By Ken MacQueen - Thursday, August 20, 2009 at 1:00 PM - 11 Comments
They steer people from small cars to hybrids, but don’t reduce SUVs
Ambarish Chandra is a professor at Sauder School of Business at the University of British Columbia. He drives a Jetta. Hal Hamill of Surrey, B.C., owns AAA Auto and Truck Scrap Pickup. He drives a tow truck. His job is hauling aging clunkers off the roads, while Chandra and his research team try to do the same thing, academically.

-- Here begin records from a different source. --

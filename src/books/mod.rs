pub mod catalog;
pub mod normalize;
pub mod search;
pub mod store;

use std::sync::Arc;

use axum::{debug_handler, extract::State, routing::get, Json, Router};
use serde::{Deserialize, Serialize};
use sqlx::{types::Json as SqlJson, FromRow, SqlitePool};
use tracing::warn;

use crate::{
    config::CatalogSettings,
    extract::{ApiPath, ApiQuery},
    pagination::{Direction, Listable, Page, PageParams},
    AppError, AppResult, AppState, Timestamp,
};

use catalog::Catalog;
use search::SearchCriteria;

pub use store::ensure_book;

/// A cached catalog volume. `id` is the catalog's own id.
#[derive(Debug, Clone, PartialEq, Serialize, Deserialize, FromRow)]
pub struct Book {
    pub id: String,
    pub title: String,
    pub author: String,
    pub description: String,
    pub cover_image_url: Option<String>,
    pub genres: Option<SqlJson<Vec<String>>>,
    pub isbn: Option<String>,
    pub published_date: Option<String>,
    pub page_count: Option<i64>,
    pub language: String,
    pub created_at: Timestamp,
}

impl Listable for Book {
    const TABLE: &'static str = "books";
    const SORT_KEY: &'static str = "created_at";

    fn sort_key(&self) -> Timestamp {
        self.created_at
    }
}

/// A normalized volume that has not been stored yet.
#[derive(Debug, Clone, PartialEq)]
pub struct NewBook {
    pub id: String,
    pub title: String,
    pub author: String,
    pub description: String,
    pub cover_image_url: Option<String>,
    pub genres: Option<Vec<String>>,
    pub isbn: Option<String>,
    pub published_date: Option<String>,
    pub page_count: Option<i64>,
    pub language: String,
}

pub fn router() -> Router<AppState> {
    Router::new()
        .route("/search", get(search_books))
        .route("/search/next", get(search_next))
        .route("/search/prev", get(search_prev))
        // older clients still call the advanced paths
        .route("/search/advanced", get(search_books))
        .route("/search/advanced/next", get(search_next))
        .route("/search/advanced/prev", get(search_prev))
        .route("/featured", get(featured))
        .route("/{id}", get(book_details))
}

#[debug_handler(state = AppState)]
async fn search_books(
    State(db_pool): State<SqlitePool>,
    State(catalog): State<Arc<dyn Catalog>>,
    State(settings): State<CatalogSettings>,
    ApiQuery(criteria): ApiQuery<SearchCriteria>,
    ApiQuery(params): ApiQuery<PageParams>,
) -> AppResult<Json<Page<Book>>> {
    let request = params.into_request()?;
    let page = search::search(&db_pool, catalog.as_ref(), &settings, &criteria, &request).await?;
    Ok(Json(page))
}

#[debug_handler(state = AppState)]
async fn search_next(
    State(db_pool): State<SqlitePool>,
    State(catalog): State<Arc<dyn Catalog>>,
    State(settings): State<CatalogSettings>,
    ApiQuery(criteria): ApiQuery<SearchCriteria>,
    ApiQuery(params): ApiQuery<PageParams>,
) -> AppResult<Json<Page<Book>>> {
    let request = params.with_direction(Direction::Next).into_request()?;
    let page = search::search(&db_pool, catalog.as_ref(), &settings, &criteria, &request).await?;
    Ok(Json(page))
}

#[debug_handler(state = AppState)]
async fn search_prev(
    State(db_pool): State<SqlitePool>,
    State(catalog): State<Arc<dyn Catalog>>,
    State(settings): State<CatalogSettings>,
    ApiQuery(criteria): ApiQuery<SearchCriteria>,
    ApiQuery(params): ApiQuery<PageParams>,
) -> AppResult<Json<Page<Book>>> {
    let request = params.with_direction(Direction::Prev).into_request()?;
    let page = search::search(&db_pool, catalog.as_ref(), &settings, &criteria, &request).await?;
    Ok(Json(page))
}

#[derive(Debug, Deserialize)]
struct FeaturedQuery {
    query: Option<String>,
    limit: Option<usize>,
}

#[derive(Debug, Serialize)]
struct Featured {
    data: Vec<Book>,
}

/// English catalog picks for the landing page, cached like search hits.
#[debug_handler(state = AppState)]
async fn featured(
    State(db_pool): State<SqlitePool>,
    State(catalog): State<Arc<dyn Catalog>>,
    State(settings): State<CatalogSettings>,
    ApiQuery(FeaturedQuery { query, limit }): ApiQuery<FeaturedQuery>,
) -> AppResult<Json<Featured>> {
    let query = query
        .map(|q| q.trim().to_owned())
        .filter(|q| !q.is_empty())
        .unwrap_or_else(|| "fiction".to_owned());
    let limit = limit.unwrap_or(4);
    if !(1..=20).contains(&limit) {
        return Err(AppError::validation("invalid_limit", "limit must be between 1 and 20"));
    }

    let batch = settings.batch_size.max(limit as u32);
    let volumes = catalog::bounded(settings.timeout, catalog.search(&query, batch)).await?;

    let mut data = Vec::with_capacity(limit);
    for book in volumes
        .into_iter()
        .map(normalize::normalize)
        .filter(|book| book.language == normalize::DEFAULT_LANGUAGE)
    {
        if data.len() == limit {
            break;
        }
        let id = book.id.clone();
        match store::ensure_persisted(&db_pool, book).await {
            Ok(book) => data.push(book),
            Err(err) => {
                warn!(book_id = %id, error = %err, "dropping featured book that failed to persist")
            }
        }
    }

    Ok(Json(Featured { data }))
}

#[debug_handler(state = AppState)]
async fn book_details(
    State(db_pool): State<SqlitePool>,
    State(catalog): State<Arc<dyn Catalog>>,
    State(settings): State<CatalogSettings>,
    ApiPath(id): ApiPath<String>,
) -> AppResult<Json<Book>> {
    let id = id.trim();
    if id.chars().count() < 2 {
        return Err(AppError::validation("id_too_short", "ID must be at least 2 characters long"));
    }

    Ok(Json(ensure_book(&db_pool, catalog.as_ref(), &settings, id).await?))
}
//! Opaque pagination tokens.
//!
//! A token is the URL-safe base64 of a boundary key's text. Tokens are neither
//! versioned nor signed; a forged token only changes the window its sender sees.

use base64::{engine::general_purpose::URL_SAFE_NO_PAD, Engine as _};
use thiserror::Error;

use crate::{AppError, Timestamp};

#[derive(Debug, Error, PartialEq, Eq)]
#[error("malformed pagination cursor")]
pub struct InvalidCursor;

impl From<InvalidCursor> for AppError {
    fn from(_: InvalidCursor) -> Self {
        AppError::InvalidCursor
    }
}

/// What a decoded token points at.
#[derive(Debug, Clone, PartialEq, Eq)]
pub enum CursorKey {
    At(Timestamp),
    Opaque(String),
}

pub fn encode(at: Timestamp) -> String {
    encode_key(&CursorKey::At(at))
}

pub fn encode_key(key: &CursorKey) -> String {
    match key {
        CursorKey::At(at) => URL_SAFE_NO_PAD.encode(at.to_string()),
        CursorKey::Opaque(raw) => URL_SAFE_NO_PAD.encode(raw),
    }
}

pub fn decode(token: &str) -> Result<CursorKey, InvalidCursor> {
    let bytes = URL_SAFE_NO_PAD.decode(token).map_err(|_| InvalidCursor)?;
    let text = String::from_utf8(bytes).map_err(|_| InvalidCursor)?;
    if text.is_empty() {
        return Err(InvalidCursor);
    }

    Ok(match text.parse::<Timestamp>() {
        Ok(at) => CursorKey::At(at),
        Err(_) => CursorKey::Opaque(text),
    })
}

/// Decodes a token that must carry a timestamp boundary.
pub fn decode_timestamp(token: &str) -> Result<Timestamp, InvalidCursor> {
    match decode(token)? {
        CursorKey::At(at) => Ok(at),
        CursorKey::Opaque(_) => Err(InvalidCursor),
    }
}
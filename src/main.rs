use std::sync::Arc;

use anyhow::Context;
use shelfmates::{
    auth::UserinfoProvider, books::catalog::GoogleBooks, config::Config, db, realtime::Realtime,
    AppState,
};
use tracing::info;
use tracing_subscriber::EnvFilter;

#[tokio::main]
async fn main() -> anyhow::Result<()> {
    tracing_subscriber::fmt()
        .with_env_filter(
            EnvFilter::try_from_default_env()
                .unwrap_or_else(|_| EnvFilter::new("shelfmates=info,tower_http=info")),
        )
        .init();

    let config = Config::from_env()?;

    let db_pool = db::connect(&config.database_url, config.max_connections)
        .await
        .context("could not open the database")?;

    let app_state = AppState {
        db_pool,
        catalog: Arc::new(GoogleBooks::new(&config.catalog)?),
        identity: Arc::new(UserinfoProvider::new(&config.auth_userinfo_url)?),
        realtime: Realtime::default(),
        catalog_settings: config.catalog.clone(),
    };

    let listener = tokio::net::TcpListener::bind(&config.bind_addr)
        .await
        .with_context(|| format!("could not bind {}", config.bind_addr))?;
    info!(addr = %config.bind_addr, "listening");

    axum::serve(listener, shelfmates::app(app_state)).await?;
    Ok(())
}
use axum::{debug_handler, extract::State, http::StatusCode, Json};
use serde::{Deserialize, Serialize};
use sqlx::SqlitePool;
use tracing::info;

use crate::{
    auth::AuthUser,
    db,
    extract::{ApiJson, ApiPath},
    realtime::{EventKind, Realtime, Topic},
    AppError, AppResult, AppState, Timestamp,
};

use super::{find_or_404, participant_count, require_member, role_of, Member, Role};

#[derive(Debug, Default, Deserialize)]
pub(super) struct JoinRequest {
    #[serde(default)]
    invite_code: Option<String>,
}

#[debug_handler(state = AppState)]
pub(super) async fn join_group(
    State(db_pool): State<SqlitePool>,
    State(realtime): State<Realtime>,
    AuthUser(user): AuthUser,
    ApiPath(id): ApiPath<String>,
    body: Option<ApiJson<JoinRequest>>,
) -> AppResult<(StatusCode, Json<Member>)> {
    let JoinRequest { invite_code } = body.map(|ApiJson(body)| body).unwrap_or_default();
    let group = find_or_404(&db_pool, &id).await?;

    if !group.is_public {
        let presented = invite_code.as_deref().map(str::trim);
        if presented.is_none() || presented != group.invite_code.as_deref() {
            return Err(AppError::forbidden("invalid_invite_code", "Invalid invite code"));
        }
    }

    if role_of(&db_pool, &id, &user.id).await?.is_some() {
        return Err(already_member());
    }
    if participant_count(&db_pool, &id).await? >= group.member_limit {
        return Err(AppError::conflict("group_full", "This group has reached its member limit"));
    }

    let inserted = sqlx::query_as::<_, Member>(
        "INSERT INTO group_members (id,group_id,user_id,role,joined_at) \
         VALUES (?,?,?,?,?) RETURNING *",
    )
    .bind(db::new_id())
    .bind(&id)
    .bind(&user.id)
    .bind(Role::Member)
    .bind(Timestamp::now())
    .fetch_one(&db_pool)
    .await;

    let member = match inserted {
        Ok(member) => member,
        Err(err) if db::is_unique_violation(&err) => return Err(already_member()),
        Err(err) => return Err(err.into()),
    };

    info!(group_id = %id, user_id = %user.id, "joined group");
    realtime.publish(Topic::group_participants(&id), EventKind::Insert, &member);
    Ok((StatusCode::CREATED, Json(member)))
}

fn already_member() -> AppError {
    AppError::conflict("already_member", "You are already a participant of this group")
}

#[derive(Debug, Serialize)]
pub(super) struct Left {
    group_id: String,
    user_id: String,
}

#[debug_handler(state = AppState)]
pub(super) async fn leave_group(
    State(db_pool): State<SqlitePool>,
    State(realtime): State<Realtime>,
    AuthUser(user): AuthUser,
    ApiPath(id): ApiPath<String>,
) -> AppResult<Json<Left>> {
    if require_member(&db_pool, &id, &user.id).await? == Role::Admin {
        let admins: i64 = sqlx::query_scalar(
            "SELECT COUNT(*) FROM group_members WHERE group_id=? AND role='admin'",
        )
        .bind(&id)
        .fetch_one(&db_pool)
        .await?;
        if admins <= 1 {
            return Err(AppError::conflict("last_admin", "The last admin cannot leave the group"));
        }
    }

    sqlx::query("DELETE FROM group_members WHERE group_id=? AND user_id=?")
        .bind(&id)
        .bind(&user.id)
        .execute(&db_pool)
        .await?;

    let left = Left { group_id: id, user_id: user.id };
    realtime.publish(Topic::group_participants(&left.group_id), EventKind::Delete, &left);
    Ok(Json(left))
}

From different perspectives, the two have reached a similar conclusion: government incentives to get old gas guzzlers off the road may prime the economy, but their impact on the environment isn’t as green as advertised.Chandra is co-author of a study that found Canadian and U.S. incentives to buy hybrid vehicles are largely a waste of money, if their aim is reducing emissions. “There is a long history in economics of programs designed to sway consumers to do one thing having unintended consequences,” says Chandra. In this case, most consumers using government incentives (as much as $10,000 in Ontario) toward the purchase of hybrids would buy them anyway, he says. Hybrid incentives may steer some from fuel-efficient smaller conventional cars, but they have no impact on reducing demand for SUVs, vans or trucks. Continue…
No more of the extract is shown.